Published October 24th, 2014 at 3:03 PM
“All of my life I had lived in very small farming communities. Coming into Union Station was entering a shocking, different world. I still remember the great, big doors, the very tall, tall ceilings, and lots of people. I had never seen so many people, enormous numbers of people. And all that huge, large hall was filled with a blue cloud of cigar smoke.”
Corval Lile visited Union Station for the first time in the 1920s, and wrote about her memories of the train depot in a letter to the Kansas City Star in 1999. The Star solicited reader submissions about Union Station memories to coincide with the reopening of the refurbished station. These letters, and others, are now a part of Union Station Stories, a permanent, interactive, four-level exhibit in Union Station that opens Oct. 31.
Union Station Stories takes guests through the 100-year history of Union Station through artifacts, photos and interactive information screens.
George Guastello, president and CEO of Union Station, said the letters are an integral part of the exhibit.
“It tells the rich history in people’s words about their memories, dating back through many generations,” he said. “(Guests will) have the chance to go through the decades … and you’ll be able to read the letters of the people … about what this place meant to them.”
The experiences at Union Station, as remembered in this collection of letters, are varied. Many important historical experiences are represented: survivors of a Nazi concentration camp coming to America, racial segregation in the dining areas, the Union Station Massacre and the passing through of celebrities like singer Kate Smith and President Eisenhower.
Romance is a common theme in many of the letters. Based on several letters, it seems as if every Midwest boy sent to fight in World War II traveled through the station at some point.

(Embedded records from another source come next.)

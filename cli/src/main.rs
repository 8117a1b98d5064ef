mod charts;
mod commands;
mod config;

use anyhow::Result;
use clap::{Parser, Subcommand};
use std::path::PathBuf;
use std::process;
use tracing::debug;
use tracing_subscriber::EnvFilter;

use crate::commands::{cmd_build, cmd_load, cmd_save, cmd_search, cmd_users};
use crate::config::Config;

#[derive(Parser)]
#[command(
    name = "plate",
    version,
    about = "Build a plate and compare it to daily recommended values",
    long_about = "Build a plate of foods, look them up in the USDA Foundation Foods \
                  dataset, and see how the plate compares to daily recommended values."
)]
struct Cli {
    /// Data directory holding the dataset and saved plates
    #[arg(long, global = true, value_name = "DIR")]
    data_dir: Option<PathBuf>,
    /// USDA Foundation Foods CSV directory (default: <data-dir>/foundationfoodcsv)
    #[arg(long, global = true, value_name = "DIR")]
    dataset: Option<PathBuf>,
    #[command(subcommand)]
    command: Commands,
}

#[derive(Subcommand)]
enum Commands {
    /// Look up the foods on a plate and chart them against daily values
    Build {
        /// Foods on the plate, one per argument (quote names with spaces)
        #[arg(required = true)]
        foods: Vec<String>,
        /// Output as JSON
        #[arg(long)]
        json: bool,
    },
    /// Search the dataset for foods whose description contains a query
    Search {
        /// Search query
        query: String,
        /// Output as JSON
        #[arg(long)]
        json: bool,
    },
    /// Save a plate under a username
    Save {
        /// Username
        username: String,
        /// Password required to load the plate again
        #[arg(short, long)]
        password: String,
        /// Foods on the plate, one per argument (quote names with spaces)
        #[arg(required = true)]
        foods: Vec<String>,
        /// Output as JSON
        #[arg(long)]
        json: bool,
    },
    /// Load a saved plate
    Load {
        /// Username
        username: String,
        /// Password the plate was saved with
        #[arg(short, long)]
        password: String,
        /// Also look up the plate and chart it
        #[arg(long)]
        analyze: bool,
        /// Output as JSON
        #[arg(long)]
        json: bool,
    },
    /// List usernames with a saved plate
    Users {
        /// Output as JSON
        #[arg(long)]
        json: bool,
    },
}

fn init_logging() {
    let filter = EnvFilter::try_from_default_env().unwrap_or_else(|_| EnvFilter::new("warn"));
    tracing_subscriber::fmt()
        .with_env_filter(filter)
        .with_writer(std::io::stderr)
        .with_target(false)
        .init();
}

fn main() {
    init_logging();
    let cli = Cli::parse();

    if let Err(e) = run(cli) {
        eprintln!("Error: {e:#}");
        process::exit(1);
    }
}

fn run(cli: Cli) -> Result<()> {
    let config = Config::load(cli.data_dir, cli.dataset)?;
    debug!(
        data_dir = %config.data_dir.display(),
        store = %config.store_path.display(),
        "resolved config"
    );

    match cli.command {
        Commands::Build { foods, json } => cmd_build(&config, &foods, json),
        Commands::Search { query, json } => cmd_search(&config, &query, json),
        Commands::Save {
            username,
            password,
            foods,
            json,
        } => cmd_save(&config, &username, &password, &foods, json),
        Commands::Load {
            username,
            password,
            analyze,
            json,
        } => cmd_load(&config, &username, &password, analyze, json),
        Commands::Users { json } => cmd_users(&config, json),
    }
}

William Hatcher remembered reuniting with his girlfriend in Union Station the day before Valentine’s Day in 1945. He was an Army Air Force corporal on a three-day leave pass, and she was on furlough from the Coast Guard. He proposed early in the morning of Valentine’s Day. He didn’t have a ring, but later sent her money so she could buy one. Hatcher wrote in 1996 that he and his wife now live in Texas and had been married for 53 years.
A woman who signed her letter Mrs. Alan E. Mills was married in 1942, only weeks before her husband was stationed overseas. She remembered his return several years later.
“After three years, Uncle Sam finally released him to return home, and it was a very special reunion for us to meet again under the big clock at the Union Station about 2 a.m. that October morning in 1945,” she wrote in 1999.
Several letter-writers reminisce about accompanying family members to work at Union Station. Beverly Tanner’s father was a red cap — a luggage porter — in 1926. Tanner said she would enjoy refreshments from the soda fountain and exchange addresses with little girls she met in the restroom so they could become pen pals.
When many of these letters were submitted to the Star in 1999 before the station reopened, their authors were in their ‘70s or ‘80s. Corval Lile, the woman who so vividly described the station above, was no exception.
“At 89, I hope to have the opportunity to look at the renovated Union Station,” she wrote. “This time it will be with very dimmed eyes, still filled with the same wonder.”
The full Union Station Stories exhibit will be unveiled Oct. 31 at 10 a.m. The unveiling is free and open to the public. The exhibit will also be free Nov. 1–2 during a Weekend Open House with live music, history lectures, food trucks and more.